Alejandro Montecinos, a doctoral student in economics, studies the microeconomics of growth and income inequality.
Born and raised in Chile, he says: “Coming from a country where poverty and growth are at the foundation of some key social issues, I knew that I wanted to be able to help to solve important questions that affect a huge number of people—not only in Chile, but in most of the developing economies in the world.”
Montecinos received his bachelor’s degree from the Universidad Adolfo Ibáñez (2001). He then worked for Coca-Cola—and realized then that “the contributions I wanted to make to my country had to be done from academia.” He started down that path by earning a master’s degree in economics from the Pontificia Universidad Católica de Chile and then worked as an instructor in the business school of the Universidad Adolfo Ibáñez.
When Alejandro decided to take the definitive step into academia and applied to doctoral programs, he was awarded the Becas Chile fellowship, “which is a grant sponsored by the Chilean government that finances my tuition and living expenses. Once I decided to come to Notre Dame, I was also awarded funding from the Kellogg Institute, which has an international reputation in Latin American and development studies, and where I am a student fellow.”

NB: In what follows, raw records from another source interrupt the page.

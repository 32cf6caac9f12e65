//! Demo binary: one window, one renderer, a spinning cube and an FPS
//! camera driven by cursor and scroll events.

use std::cell::RefCell;
use std::rc::Rc;
use std::time::Instant;

use anyhow::{anyhow, Result};
use log::info;
use nalgebra::{Matrix4, Vector3};

use glimmer::camera::CameraFpsController;
use glimmer::mesh::{cube, Material, Mesh};
use glimmer::{
    shared_camera, DriverKind, Graphics, Projection, ProjectionController, WindowSystemEvent,
    WinitWindowSystem,
};

fn main() -> Result<()> {
    env_logger::init();

    let mut graphics = Graphics::new(Box::new(WinitWindowSystem::new()));
    if !graphics.init(DriverKind::Vulkan) {
        return Err(anyhow!("Graphics initialization failed"));
    }

    let window = graphics
        .spawn_window(800, 600, "Glimmer", None, None)
        .ok_or_else(|| anyhow!("Window creation failed"))?;
    let window_size = graphics
        .window_size(window)
        .ok_or_else(|| anyhow!("Window vanished right after creation"))?;

    let camera = shared_camera();
    let mut projection =
        ProjectionController::new(camera.clone(), Projection::perspective(), window_size);
    let mut fps = CameraFpsController::new(
        camera.clone(),
        window_size.0 as f64 / 2.0,
        window_size.1 as f64 / 2.0,
    );

    let renderer = graphics
        .spawn_renderer(window, camera)
        .ok_or_else(|| anyhow!("Renderer creation failed"))?;

    let mesh = Rc::new(RefCell::new(Mesh::new(Material {
        color: [0.9, 0.5, 0.2, 1.0],
        wireframe: false,
    })));
    let (vertices, indices) = cube(1.0);
    mesh.borrow_mut().set_mesh_data(vertices, indices);

    {
        let renderer = graphics
            .renderer_mut(renderer)
            .ok_or_else(|| anyhow!("Renderer binding missing"))?;
        renderer.set_depth_test(true);
        renderer.set_background_color([0.05, 0.05, 0.1, 1.0]);
        renderer.add_mesh(mesh.clone());
    }

    info!("Entering the render loop");

    let start = Instant::now();
    loop {
        graphics.poll_events();
        for event in graphics.drain_events() {
            match event {
                WindowSystemEvent::Resized { size, .. } => projection.on_window_resized(size),
                WindowSystemEvent::Scroll { delta, .. } => projection.scroll(delta),
                WindowSystemEvent::CursorMoved { x, y, .. } => fps.update_view(x, y),
                WindowSystemEvent::CloseRequested { window } => {
                    info!("Window {:?} requested close", window)
                }
                WindowSystemEvent::Focused { .. } => {}
            }
        }

        projection.recalculate();
        fps.recalculate();

        let angle = start.elapsed().as_secs_f32();
        mesh.borrow_mut().model_matrix =
            Matrix4::from_axis_angle(&Vector3::y_axis(), angle * 0.8);

        if !graphics.render() {
            break;
        }
    }

    graphics.deinit();
    info!("Shut down cleanly");
    Ok(())
}
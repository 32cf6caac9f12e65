//! Asset storage: keyed lookup returning a validity flag plus byte content.
//!
//! Shader sources (`.vert`/`.frag`/`.comp`) are compiled from GLSL to
//! SPIR-V with shaderc when loaded, so consumers always receive ready
//! byte code. Everything else is returned as raw bytes.

use std::collections::HashMap;
use std::fs;
use std::path::{Path, PathBuf};

use anyhow::{anyhow, Result};
use log::error;

/// Result of an asset lookup. Invalid handles carry no content.
pub struct AssetHandle {
    content: Option<Vec<u8>>,
}

impl AssetHandle {
    fn valid(content: Vec<u8>) -> Self {
        Self {
            content: Some(content),
        }
    }

    fn invalid() -> Self {
        Self { content: None }
    }

    pub fn is_valid(&self) -> bool {
        self.content.is_some()
    }

    pub fn content(&self) -> &[u8] {
        self.content.as_deref().unwrap_or(&[])
    }
}

/// File-backed storage with an in-memory overlay. In-memory entries take
/// priority and are returned byte-for-byte, without compilation.
pub struct AssetStorage {
    root: PathBuf,
    memory: HashMap<String, Vec<u8>>,
}

impl AssetStorage {
    pub fn new(root: impl Into<PathBuf>) -> Self {
        Self {
            root: root.into(),
            memory: HashMap::new(),
        }
    }

    /// Registers an in-memory asset under `identifier`.
    pub fn insert(&mut self, identifier: impl Into<String>, content: Vec<u8>) {
        self.memory.insert(identifier.into(), content);
    }

    /// Looks an asset up by identifier. Failures (missing file, shader
    /// compile error) yield an invalid handle; they never panic.
    pub fn get(&self, identifier: &str) -> AssetHandle {
        if let Some(content) = self.memory.get(identifier) {
            return AssetHandle::valid(content.clone());
        }

        let path = self.root.join(identifier);
        let bytes = match fs::read(&path) {
            Ok(bytes) => bytes,
            Err(e) => {
                error!("Failed to read asset {}: {}", path.display(), e);
                return AssetHandle::invalid();
            }
        };

        match shader_kind(&path) {
            Some(kind) => {
                let source = match String::from_utf8(bytes) {
                    Ok(source) => source,
                    Err(e) => {
                        error!("Shader source {} is not UTF-8: {}", path.display(), e);
                        return AssetHandle::invalid();
                    }
                };
                match compile_shader(&source, identifier, kind) {
                    Ok(spirv) => AssetHandle::valid(spirv),
                    Err(e) => {
                        error!("Failed to compile shader {}: {}", identifier, e);
                        AssetHandle::invalid()
                    }
                }
            }
            None => AssetHandle::valid(bytes),
        }
    }
}

fn shader_kind(path: &Path) -> Option<shaderc::ShaderKind> {
    match path.extension().and_then(|e| e.to_str()) {
        Some("vert") => Some(shaderc::ShaderKind::Vertex),
        Some("frag") => Some(shaderc::ShaderKind::Fragment),
        Some("comp") => Some(shaderc::ShaderKind::Compute),
        _ => None,
    }
}

/// Compiles GLSL to SPIR-V byte code.
fn compile_shader(source: &str, name: &str, kind: shaderc::ShaderKind) -> Result<Vec<u8>> {
    let mut compiler =
        shaderc::Compiler::new().ok_or_else(|| anyhow!("Failed to create shader compiler"))?;
    let binary = compiler.compile_into_spirv(source, kind, name, "main", None)?;
    Ok(binary.as_binary_u8().to_vec())
}

#[cfg(test)]
mod tests {
    use super::*;

    #[test]
    fn memory_assets_round_trip() {
        let mut storage = AssetStorage::new("does-not-exist");
        storage.insert("blob.bin", vec![1, 2, 3, 4]);

        let handle = storage.get("blob.bin");
        assert!(handle.is_valid());
        assert_eq!(handle.content(), &[1, 2, 3, 4]);
    }

    #[test]
    fn missing_assets_are_invalid() {
        let storage = AssetStorage::new("does-not-exist");
        let handle = storage.get("nothing-here.spv");
        assert!(!handle.is_valid());
        assert!(handle.content().is_empty());
    }

    #[test]
    fn glsl_compiles_to_word_aligned_spirv() {
        let source = "#version 450\nvoid main() { gl_Position = vec4(0.0); }\n";
        let spirv = compile_shader(source, "test.vert", shaderc::ShaderKind::Vertex)
            .expect("trivial shader should compile");
        assert!(!spirv.is_empty());
        assert_eq!(spirv.len() % 4, 0);
    }

    #[test]
    fn broken_glsl_reports_error() {
        let source = "#version 450\nvoid main() { this is not glsl }\n";
        assert!(compile_shader(source, "broken.vert", shaderc::ShaderKind::Vertex).is_err());
    }
}
//! CPU-side mesh and material data.

use nalgebra::Matrix4;

use crate::signal::{Signal, Subscription};

/// Vertex layout shared with the shader pipeline. The vertex-input
/// description is derived from this struct, so its layout is fixed.
#[derive(Default, Debug, Clone, Copy, PartialEq)]
#[repr(C)]
pub struct Vertex {
    pub pos: [f32; 3],
    pub tc: [f32; 3],
}

unsafe impl bytemuck::Pod for Vertex {}
unsafe impl bytemuck::Zeroable for Vertex {}

/// Material properties, owned by value and cheap to copy.
#[derive(Debug, Clone, Copy, PartialEq)]
pub struct Material {
    pub color: [f32; 4],
    pub wireframe: bool,
}

impl Default for Material {
    fn default() -> Self {
        Self {
            color: [1.0, 1.0, 1.0, 1.0],
            wireframe: false,
        }
    }
}

/// Vertex/index data plus a material. Mutations replace the owned data
/// wholesale and notify subscribers after the change is visible; there is
/// no partial update.
pub struct Mesh {
    pub model_matrix: Matrix4<f32>,
    vertices: Vec<Vertex>,
    indices: Vec<u16>,
    material: Material,
    vertices_updated: Signal<()>,
    material_updated: Signal<()>,
}

impl Mesh {
    pub fn new(material: Material) -> Self {
        Self {
            model_matrix: Matrix4::identity(),
            vertices: Vec::new(),
            indices: Vec::new(),
            material,
            vertices_updated: Signal::new(),
            material_updated: Signal::new(),
        }
    }

    /// Replaces both sequences together, then emits one "vertices updated"
    /// notification. Index bounds are not validated here; the GPU upload
    /// path rejects out-of-range indices (see [`Mesh::indices_in_bounds`]).
    pub fn set_mesh_data(&mut self, vertices: Vec<Vertex>, indices: Vec<u16>) {
        self.vertices = vertices;
        self.indices = indices;

        self.vertices_updated.emit(&());
    }

    pub fn set_material(&mut self, material: Material) {
        self.material = material;

        self.material_updated.emit(&());
    }

    pub fn vertices(&self) -> &[Vertex] {
        &self.vertices
    }

    pub fn indices(&self) -> &[u16] {
        &self.indices
    }

    pub fn material(&self) -> &Material {
        &self.material
    }

    /// True when every index references a valid vertex slot.
    pub fn indices_in_bounds(&self) -> bool {
        let count = self.vertices.len();
        self.indices.iter().all(|&i| (i as usize) < count)
    }

    pub fn on_vertices_updated(
        &mut self,
        callback: impl FnMut(&()) + 'static,
    ) -> Subscription {
        self.vertices_updated.connect(callback)
    }

    pub fn cancel_vertices_updated(&mut self, subscription: Subscription) -> bool {
        self.vertices_updated.disconnect(subscription)
    }

    pub fn on_material_updated(
        &mut self,
        callback: impl FnMut(&()) + 'static,
    ) -> Subscription {
        self.material_updated.connect(callback)
    }

    pub fn cancel_material_updated(&mut self, subscription: Subscription) -> bool {
        self.material_updated.disconnect(subscription)
    }
}

/// Axis-aligned cube centered at the origin, one face per quad.
pub fn cube(size: f32) -> (Vec<Vertex>, Vec<u16>) {
    let h = size / 2.0;
    let vertices = vec![
        // Front
        Vertex { pos: [-h, -h, h], tc: [0.0, 0.0, 0.0] },
        Vertex { pos: [h, -h, h], tc: [1.0, 0.0, 0.0] },
        Vertex { pos: [h, h, h], tc: [1.0, 1.0, 0.0] },
        Vertex { pos: [-h, h, h], tc: [0.0, 1.0, 0.0] },
        // Back
        Vertex { pos: [-h, -h, -h], tc: [1.0, 0.0, 0.0] },
        Vertex { pos: [-h, h, -h], tc: [1.0, 1.0, 0.0] },
        Vertex { pos: [h, h, -h], tc: [0.0, 1.0, 0.0] },
        Vertex { pos: [h, -h, -h], tc: [0.0, 0.0, 0.0] },
        // Top
        Vertex { pos: [-h, h, -h], tc: [0.0, 1.0, 0.0] },
        Vertex { pos: [-h, h, h], tc: [0.0, 0.0, 0.0] },
        Vertex { pos: [h, h, h], tc: [1.0, 0.0, 0.0] },
        Vertex { pos: [h, h, -h], tc: [1.0, 1.0, 0.0] },
        // Bottom
        Vertex { pos: [-h, -h, -h], tc: [1.0, 1.0, 0.0] },
        Vertex { pos: [h, -h, -h], tc: [0.0, 1.0, 0.0] },
        Vertex { pos: [h, -h, h], tc: [0.0, 0.0, 0.0] },
        Vertex { pos: [-h, -h, h], tc: [1.0, 0.0, 0.0] },
        // Right
        Vertex { pos: [h, -h, -h], tc: [1.0, 0.0, 0.0] },
        Vertex { pos: [h, h, -h], tc: [1.0, 1.0, 0.0] },
        Vertex { pos: [h, h, h], tc: [0.0, 1.0, 0.0] },
        Vertex { pos: [h, -h, h], tc: [0.0, 0.0, 0.0] },
        // Left
        Vertex { pos: [-h, -h, -h], tc: [0.0, 0.0, 0.0] },
        Vertex { pos: [-h, -h, h], tc: [1.0, 0.0, 0.0] },
        Vertex { pos: [-h, h, h], tc: [1.0, 1.0, 0.0] },
        Vertex { pos: [-h, h, -h], tc: [0.0, 1.0, 0.0] },
    ];

    let indices = vec![
        0, 1, 2, 2, 3, 0, // Front
        4, 5, 6, 6, 7, 4, // Back
        8, 9, 10, 10, 11, 8, // Top
        12, 13, 14, 14, 15, 12, // Bottom
        16, 17, 18, 18, 19, 16, // Right
        20, 21, 22, 22, 23, 20, // Left
    ];

    (vertices, indices)
}
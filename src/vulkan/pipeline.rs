//! Render pass, framebuffers and graphics-pipeline construction.

use std::sync::Arc;

use anyhow::{anyhow, Result};
use log::info;
use vulkano::device::Device;
use vulkano::format::Format;
use vulkano::image::view::ImageView;
use vulkano::image::{AttachmentImage, SwapchainImage};
use vulkano::memory::allocator::StandardMemoryAllocator;
use vulkano::pipeline::graphics::color_blend::ColorBlendState;
use vulkano::pipeline::graphics::depth_stencil::DepthStencilState;
use vulkano::pipeline::graphics::input_assembly::InputAssemblyState;
use vulkano::pipeline::graphics::multisample::MultisampleState;
use vulkano::pipeline::graphics::rasterization::RasterizationState;
use vulkano::pipeline::graphics::viewport::{Viewport, ViewportState};
use vulkano::pipeline::GraphicsPipeline;
use vulkano::render_pass::{Framebuffer, FramebufferCreateInfo, RenderPass, Subpass};

use super::shader::ShaderProgram;

const DEPTH_FORMAT: Format = Format::D16_UNORM;

/// One color attachment plus a depth attachment so the depth test can be
/// toggled per renderer.
pub fn create_render_pass(device: Arc<Device>, format: Format) -> Result<Arc<RenderPass>> {
    let render_pass = vulkano::single_pass_renderpass!(
        device,
        attachments: {
            color: {
                load: Clear,
                store: Store,
                format: format,
                samples: 1,
            },
            depth: {
                load: Clear,
                store: DontCare,
                format: DEPTH_FORMAT,
                samples: 1,
            }
        },
        pass: {
            color: [color],
            depth_stencil: {depth}
        }
    )?;

    info!("Render pass created");
    Ok(render_pass)
}

/// One framebuffer per swapchain image, all sharing a transient depth
/// buffer sized to the swapchain extent.
pub fn create_framebuffers(
    allocator: &StandardMemoryAllocator,
    images: &[Arc<SwapchainImage>],
    render_pass: Arc<RenderPass>,
    extent: (u32, u32),
) -> Result<Vec<Arc<Framebuffer>>> {
    let depth_image = AttachmentImage::transient(allocator, [extent.0, extent.1], DEPTH_FORMAT)?;
    let depth_view = ImageView::new_default(depth_image)?;

    let framebuffers = images
        .iter()
        .map(|image| {
            let view = ImageView::new_default(image.clone())?;
            Ok(Framebuffer::new(
                render_pass.clone(),
                FramebufferCreateInfo {
                    attachments: vec![view, depth_view.clone()],
                    ..Default::default()
                },
            )?)
        })
        .collect::<Result<Vec<_>>>()?;

    info!("Created {} framebuffers", framebuffers.len());
    Ok(framebuffers)
}

/// Builds the graphics pipeline for a shader program. The pipeline layout
/// is inferred from the shader interfaces; the depth test is fixed at
/// build time, so toggling it rebuilds the pipeline.
pub fn create_graphics_pipeline(
    device: Arc<Device>,
    program: &ShaderProgram,
    render_pass: Arc<RenderPass>,
    viewport: Viewport,
    depth_test: bool,
) -> Result<Arc<GraphicsPipeline>> {
    let vs = program
        .vertex_module()
        .ok_or_else(|| anyhow!("Vertex shader module is missing"))?;
    let fs = program
        .fragment_module()
        .ok_or_else(|| anyhow!("Fragment shader module is missing"))?;

    let vs_entry = vs
        .entry_point("main")
        .ok_or_else(|| anyhow!("Vertex shader has no main entry point"))?;
    let fs_entry = fs
        .entry_point("main")
        .ok_or_else(|| anyhow!("Fragment shader has no main entry point"))?;

    let depth_stencil_state = if depth_test {
        DepthStencilState::simple_depth_test()
    } else {
        DepthStencilState::disabled()
    };

    let pipeline = GraphicsPipeline::start()
        .vertex_input_state(program.vertex_input())
        .vertex_shader(vs_entry, ())
        .input_assembly_state(InputAssemblyState::new())
        .viewport_state(ViewportState::viewport_fixed_scissor_irrelevant([viewport]))
        .fragment_shader(fs_entry, ())
        .rasterization_state(RasterizationState::new())
        .multisample_state(MultisampleState::new())
        .depth_stencil_state(depth_stencil_state)
        .color_blend_state(ColorBlendState::new(1).blend_alpha())
        .render_pass(
            Subpass::from(render_pass, 0).ok_or_else(|| anyhow!("Render pass has no subpass"))?,
        )
        .build(device)?;

    info!("Graphics pipeline created (depth test: {})", depth_test);
    Ok(pipeline)
}
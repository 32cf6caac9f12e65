//! Swapchain creation and recreation for one window surface.

use std::sync::Arc;

use anyhow::Result;
use log::info;
use vulkano::device::Device;
use vulkano::format::Format;
use vulkano::image::{ImageUsage, SwapchainImage};
use vulkano::swapchain::{ColorSpace, CompositeAlpha, Surface, Swapchain, SwapchainCreateInfo};

pub struct SwapchainBundle {
    pub swapchain: Arc<Swapchain>,
    pub images: Vec<Arc<SwapchainImage>>,
}

/// Creates the swapchain, preferring an sRGB BGRA format when the surface
/// offers one.
pub fn create_swapchain(
    device: Arc<Device>,
    surface: Arc<Surface>,
    extent: (u32, u32),
) -> Result<SwapchainBundle> {
    let capabilities = device
        .physical_device()
        .surface_capabilities(&surface, Default::default())?;
    let formats = device
        .physical_device()
        .surface_formats(&surface, Default::default())?;

    let (format, color_space) = formats
        .iter()
        .copied()
        .find(|&(format, color_space)| {
            format == Format::B8G8R8A8_SRGB && color_space == ColorSpace::SrgbNonLinear
        })
        .unwrap_or(formats[0]);

    let (swapchain, images) = Swapchain::new(
        device,
        surface,
        SwapchainCreateInfo {
            min_image_count: capabilities.min_image_count.max(2),
            image_format: Some(format),
            image_color_space: color_space,
            image_extent: [extent.0, extent.1],
            image_usage: ImageUsage::COLOR_ATTACHMENT,
            composite_alpha: CompositeAlpha::Opaque,
            ..Default::default()
        },
    )?;

    info!(
        "Swapchain created with format {:?} and {} images",
        format,
        images.len()
    );

    Ok(SwapchainBundle { swapchain, images })
}

/// Rebuilds the swapchain for a new extent, keeping the remaining
/// parameters from the old one.
pub fn recreate_swapchain(
    old_swapchain: Arc<Swapchain>,
    extent: (u32, u32),
) -> Result<SwapchainBundle> {
    let (swapchain, images) = old_swapchain.recreate(SwapchainCreateInfo {
        image_extent: [extent.0, extent.1],
        ..old_swapchain.create_info()
    })?;

    info!("Swapchain recreated with {} images", images.len());

    Ok(SwapchainBundle { swapchain, images })
}
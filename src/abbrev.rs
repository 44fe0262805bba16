//! Journal-name abbreviation backed by a bundled lookup table.
//!
//! The table ships as CSV reference data compiled into the binary. It is
//! modelled as an explicitly-constructed, injectable object rather than
//! process-wide mutable state; [`default_table`] provides the documented
//! load-once-at-process-start default.

use std::collections::HashMap;
use std::sync::LazyLock;

use crate::Result;

const BUNDLED_CSV: &str = include_str!("../data/journal_abbreviations.csv");

static DEFAULT_TABLE: LazyLock<AbbreviationTable> = LazyLock::new(|| {
    AbbreviationTable::from_csv(BUNDLED_CSV).expect("bundled abbreviation data is valid")
});

/// Lookup from full journal title to its conventional abbreviation.
///
/// Lookups are case-insensitive on the full title; abbreviations are
/// returned exactly as stored. Callers may extend the table with their
/// own mappings before handing it to the repair pass.
#[derive(Debug, Clone, Default)]
pub struct AbbreviationTable {
    lookup: HashMap<String, String>,
}

impl AbbreviationTable {
    /// Creates an empty table.
    #[must_use]
    pub fn new() -> Self {
        Self::default()
    }

    /// Parses a table from CSV rows of `full name,abbreviation`.
    ///
    /// Rows with fewer than two columns or empty cells are skipped.
    ///
    /// # Errors
    ///
    /// Returns [`crate::CurationError::InvalidData`] if the CSV itself is
    /// malformed.
    pub fn from_csv(data: &str) -> Result<Self> {
        let mut table = Self::new();
        let mut reader = csv::ReaderBuilder::new()
            .has_headers(false)
            .flexible(true)
            .from_reader(data.as_bytes());
        for record in reader.records() {
            let record = record?;
            let (Some(full), Some(short)) = (record.get(0), record.get(1)) else {
                continue;
            };
            let (full, short) = (full.trim(), short.trim());
            if !full.is_empty() && !short.is_empty() {
                table.insert(full, short);
            }
        }
        Ok(table)
    }

    /// Adds or replaces a mapping.
    pub fn insert(&mut self, full: &str, abbreviation: &str) {
        self.lookup
            .insert(full.to_lowercase(), abbreviation.to_string());
    }

    /// Looks up the abbreviation for `journal`, case-insensitively.
    #[must_use]
    pub fn abbreviation_for(&self, journal: &str) -> Option<&str> {
        self.lookup.get(&journal.to_lowercase()).map(String::as_str)
    }

    #[must_use]
    pub fn len(&self) -> usize {
        self.lookup.len()
    }

    #[must_use]
    pub fn is_empty(&self) -> bool {
        self.lookup.is_empty()
    }
}

/// The bundled table, loaded once per process on first use.
#[must_use]
pub fn default_table() -> &'static AbbreviationTable {
    &DEFAULT_TABLE
}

Why Notre Dame? He explains: “I wanted to make the transition to the academy in a world-class university with a mission to make relevant and concrete contributions to improving the life of those who need it the most. I believe that earning a Ph.D. is a life-changing experience, and I wanted to live that process in an environment that has an awareness of the urgency to help those in need—knowing that that awareness is the main driver of personal action. I strongly believe that Notre Dame embodies that view. It’s not just a matter of learning techniques and performing excellent scientific research—as important as that is to why one seeks excellence. My ‘why’ is to give and to help, especially to those who have not experienced a life as blessed as mine.
“One thing that makes the Department of Economics excellent here is that the classes are small—giving each student access to the faculty. Even more importantly, faculty members are always available, so the level of interaction is huge. This facilitates the process of learning the skills necessary to be an excellent researcher. After one year in the program, I can say that it has been everything I wanted and more.”